Sebastian Kurz już w wieku 24 lat został wiceministrem, trzy lata później szefem dyplomacji.

Foto: AFP

Wybory miały się odbyć za rok. A socjaldemokratyczny kanclerz Christian Kern (SPÖ), były prezes kolei austriackich, fundujący uchodźcom darmowe przejazdy pociągiem po kraju, w 2018 r. zamierzał po raz kolejny wznowić wielką koalicję z chadekami (ÖVP). Mimo że koalicjanci skakali sobie do oczu. Gdzie dwóch się kłóci, tam trzeci zaciera ręce. Na czoło sondaży wysunęła się więc Partia Wolności (FPÖ) z brunatnym programem na sztandarach. Austriacka odmiana Marie Le Pen, Geerta Wildersa i niemieckiej AfD. Rządzący w Wiedniu koalicjanci jak kwaśne wino odsuwali od siebie myśl o wyborach. Cała układanka runęła, gdy w maju minister spraw zagranicznych Sebastian Kurz z chadeckiej partii wykopał dołek pod swoim szefem i zajął jego miejsce.

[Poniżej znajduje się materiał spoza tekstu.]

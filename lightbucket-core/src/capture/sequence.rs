//! Sequence tree as seen by the sequence trigger.
//!
//! Nodes live in a flat arena and point at their parent by [`NodeId`].
//! Containers and steps share one tagged node type; whether a node carries a
//! target is a capability query ([`SequenceNode::target`]), not a type check.

use serde::{Deserialize, Serialize};

use super::event::{camera_default, Binning, DeepSkyObject, LIGHT_FRAME};

/// Index of a node in a [`Sequence`]
#[derive(Debug, Clone, Copy, PartialEq, Eq, Hash, Serialize, Deserialize)]
#[serde(transparent)]
pub struct NodeId(pub usize);

/// Lifecycle status of a sequence entity
#[derive(Debug, Clone, Copy, PartialEq, Eq, Default, Serialize, Deserialize)]
#[serde(rename_all = "SCREAMING_SNAKE_CASE")]
pub enum StepStatus {
    #[default]
    Created,
    Running,
    Finished,
    Failed,
    Skipped,
    Disabled,
}

/// Parameters of an exposure-capture step
#[derive(Debug, Clone, PartialEq, Serialize, Deserialize)]
pub struct TakeExposure {
    pub image_type: String,
    /// Seconds
    pub exposure_time: f64,
    #[serde(default = "camera_default")]
    pub gain: i32,
    #[serde(default = "camera_default")]
    pub offset: i32,
    #[serde(default)]
    pub binning: Option<Binning>,
}

impl TakeExposure {
    pub fn is_light(&self) -> bool {
        self.image_type == LIGHT_FRAME
    }
}

/// What a node is
#[derive(Debug, Clone, PartialEq, Serialize, Deserialize)]
#[serde(tag = "kind", rename_all = "snake_case")]
pub enum NodeKind {
    /// Plain grouping container
    Container { name: String },
    /// Container bound to a deep-sky object
    TargetContainer { name: String, target: DeepSkyObject },
    /// Exposure-capture step
    TakeExposure(TakeExposure),
    /// Any other step (slew, focus, dither, ...)
    Instruction { name: String },
}

impl NodeKind {
    /// Short label for logs
    pub fn label(&self) -> &str {
        match self {
            NodeKind::Container { name } => name,
            NodeKind::TargetContainer { name, .. } => name,
            NodeKind::TakeExposure(_) => "take_exposure",
            NodeKind::Instruction { name } => name,
        }
    }
}

#[derive(Debug, Clone, PartialEq, Serialize, Deserialize)]
pub struct SequenceNode {
    #[serde(default)]
    pub parent: Option<NodeId>,
    #[serde(default)]
    pub status: StepStatus,
    #[serde(flatten)]
    pub kind: NodeKind,
}

impl SequenceNode {
    /// The deep-sky object this node exposes, if it is a target container
    pub fn target(&self) -> Option<&DeepSkyObject> {
        match &self.kind {
            NodeKind::TargetContainer { target, .. } => Some(target),
            _ => None,
        }
    }

    /// The exposure parameters, if this node is an exposure step
    pub fn as_exposure(&self) -> Option<&TakeExposure> {
        match &self.kind {
            NodeKind::TakeExposure(exposure) => Some(exposure),
            _ => None,
        }
    }
}

/// Arena of sequence nodes
#[derive(Debug, Clone, Default, PartialEq, Serialize, Deserialize)]
pub struct Sequence {
    #[serde(default)]
    nodes: Vec<SequenceNode>,
}

impl Sequence {
    pub fn new() -> Self {
        Self::default()
    }

    /// Append a node and return its id
    pub fn push(&mut self, parent: Option<NodeId>, status: StepStatus, kind: NodeKind) -> NodeId {
        let id = NodeId(self.nodes.len());
        self.nodes.push(SequenceNode {
            parent,
            status,
            kind,
        });
        id
    }

    pub fn get(&self, id: NodeId) -> Option<&SequenceNode> {
        self.nodes.get(id.0)
    }

    pub fn len(&self) -> usize {
        self.nodes.len()
    }

    pub fn is_empty(&self) -> bool {
        self.nodes.is_empty()
    }

    /// `start` and every container above it, innermost first
    pub fn ancestors(&self, start: Option<NodeId>) -> Ancestors<'_> {
        Ancestors {
            sequence: self,
            next: start,
            remaining: self.nodes.len(),
        }
    }

    /// Walk up from `start` to the first container that exposes a target
    pub fn find_target(&self, start: Option<NodeId>) -> Option<&DeepSkyObject> {
        self.ancestors(start).find_map(SequenceNode::target)
    }
}

/// Iterator over a parent chain.
///
/// Stops at the root, at a dangling id, or after visiting every node once
/// (so a malformed cyclic chain still terminates).
pub struct Ancestors<'a> {
    sequence: &'a Sequence,
    next: Option<NodeId>,
    remaining: usize,
}

impl<'a> Iterator for Ancestors<'a> {
    type Item = &'a SequenceNode;

    fn next(&mut self) -> Option<Self::Item> {
        if self.remaining == 0 {
            return None;
        }
        let node = self.sequence.get(self.next?)?;
        self.remaining -= 1;
        self.next = node.parent;
        Some(node)
    }
}

#[cfg(test)]
mod tests {
    use super::*;
    use crate::capture::event::{Coordinates, USE_CAMERA_DEFAULT};

    fn m42() -> DeepSkyObject {
        DeepSkyObject {
            name: "M42".to_string(),
            coordinates: Coordinates {
                ra_degrees: 83.8,
                dec: -5.4,
            },
            rotation: 0.0,
        }
    }

    fn light(exposure_time: f64) -> NodeKind {
        NodeKind::TakeExposure(TakeExposure {
            image_type: "LIGHT".to_string(),
            exposure_time,
            gain: -1,
            offset: 10,
            binning: Some(Binning { x: 1, y: 1 }),
        })
    }

    #[test]
    fn test_find_target_walks_up_through_plain_containers() {
        let mut seq = Sequence::new();
        let root = seq.push(None, StepStatus::Running, NodeKind::Container {
            name: "root".to_string(),
        });
        let target = seq.push(Some(root), StepStatus::Running, NodeKind::TargetContainer {
            name: "M42 block".to_string(),
            target: m42(),
        });
        let loop_container = seq.push(Some(target), StepStatus::Running, NodeKind::Container {
            name: "loop".to_string(),
        });
        let step = seq.push(Some(loop_container), StepStatus::Finished, light(60.0));

        let parent = seq.get(step).unwrap().parent;
        assert_eq!(seq.find_target(parent).unwrap().name, "M42");
    }

    #[test]
    fn test_find_target_returns_innermost() {
        let mut seq = Sequence::new();
        let mut outer = m42();
        outer.name = "outer".to_string();
        let a = seq.push(None, StepStatus::Running, NodeKind::TargetContainer {
            name: "a".to_string(),
            target: outer,
        });
        let b = seq.push(Some(a), StepStatus::Running, NodeKind::TargetContainer {
            name: "b".to_string(),
            target: m42(),
        });
        assert_eq!(seq.find_target(Some(b)).unwrap().name, "M42");
    }

    #[test]
    fn test_find_target_none_at_root() {
        let mut seq = Sequence::new();
        let root = seq.push(None, StepStatus::Running, NodeKind::Container {
            name: "root".to_string(),
        });
        seq.push(Some(root), StepStatus::Finished, light(30.0));

        assert!(seq.find_target(Some(root)).is_none());
        assert!(seq.find_target(None).is_none());
        assert!(seq.find_target(Some(NodeId(99))).is_none());
    }

    #[test]
    fn test_cyclic_chain_terminates() {
        let mut seq = Sequence::new();
        seq.push(Some(NodeId(1)), StepStatus::Running, NodeKind::Container {
            name: "a".to_string(),
        });
        seq.push(Some(NodeId(0)), StepStatus::Running, NodeKind::Container {
            name: "b".to_string(),
        });
        assert!(seq.find_target(Some(NodeId(0))).is_none());
        assert_eq!(seq.ancestors(Some(NodeId(0))).count(), 2);
    }

    #[test]
    fn test_deserialize_sequence() {
        let json = r#"{
            "nodes": [
                {"kind": "container", "name": "root"},
                {"kind": "target_container", "name": "M42", "parent": 0,
                 "target": {"name": "M42", "coordinates": {"ra_degrees": 83.8, "dec": -5.4}}},
                {"kind": "take_exposure", "parent": 1, "status": "FINISHED",
                 "image_type": "LIGHT", "exposure_time": 120, "gain": 100}
            ]
        }"#;
        let seq: Sequence = serde_json::from_str(json).unwrap();
        assert_eq!(seq.len(), 3);

        let step = seq.get(NodeId(2)).unwrap();
        assert_eq!(step.status, StepStatus::Finished);
        let exposure = step.as_exposure().unwrap();
        assert!(exposure.is_light());
        assert_eq!(exposure.gain, 100);
        assert_eq!(exposure.offset, USE_CAMERA_DEFAULT);
        assert_eq!(seq.find_target(step.parent).unwrap().name, "M42");
    }
}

Kurz – typ Macrona, młody, hiperaktywny, przebiegły. Z życiorysem ograniczonym do dwóch punktów. Urodził się, po czym został politykiem: w wieku 24 lat wiceministrem, trzy lata później szefem dyplomacji, najmłodszym w UE. Na niczym innym się nie znał, skoro dla polityki przerwał studia prawa. Ale obydwie funkcje sprawował wzorowo. W stylu wytrawnego gracza zaczął rozdawać karty. Najpierw rzucił swoją partię na kolana, potem zagrał va banque: zerwał wielką koalicję, zażądał przedterminowych wyborów, a wznowienie aliansu z SPÖ uznał za kazirodztwo. Dla chadecji i dla Austrii. A co równie ważne, przestawił zwrotnicę w polityce rządu o 180 stopni. I to w najbardziej palącym problemie Europy – uchodźczym.

Frustracje i jęki

Po wrześniu 2015 Angela Merkel otworzyła granice Niemiec przed migrantami, pół roku później szlak bałkański z tłumnie maszerującymi uchodźcami zamknęły państwa będące na trasie przemarszu. Z inicjatywy Kurza. Austriak wyczuł, że połowa rodaków nie chce republiki multi-kulti i uchodźczej nawałnicy. W kampanii podebrał program populistycznym wolnościowcom, walącym w uchodźców jak w bęben. Wielu w Wiedniu twierdziło, że Kurz uprawia populistyczną politykę, tyle że w ładniejszym opakowaniu i z szerokim uśmiechem na twarzy.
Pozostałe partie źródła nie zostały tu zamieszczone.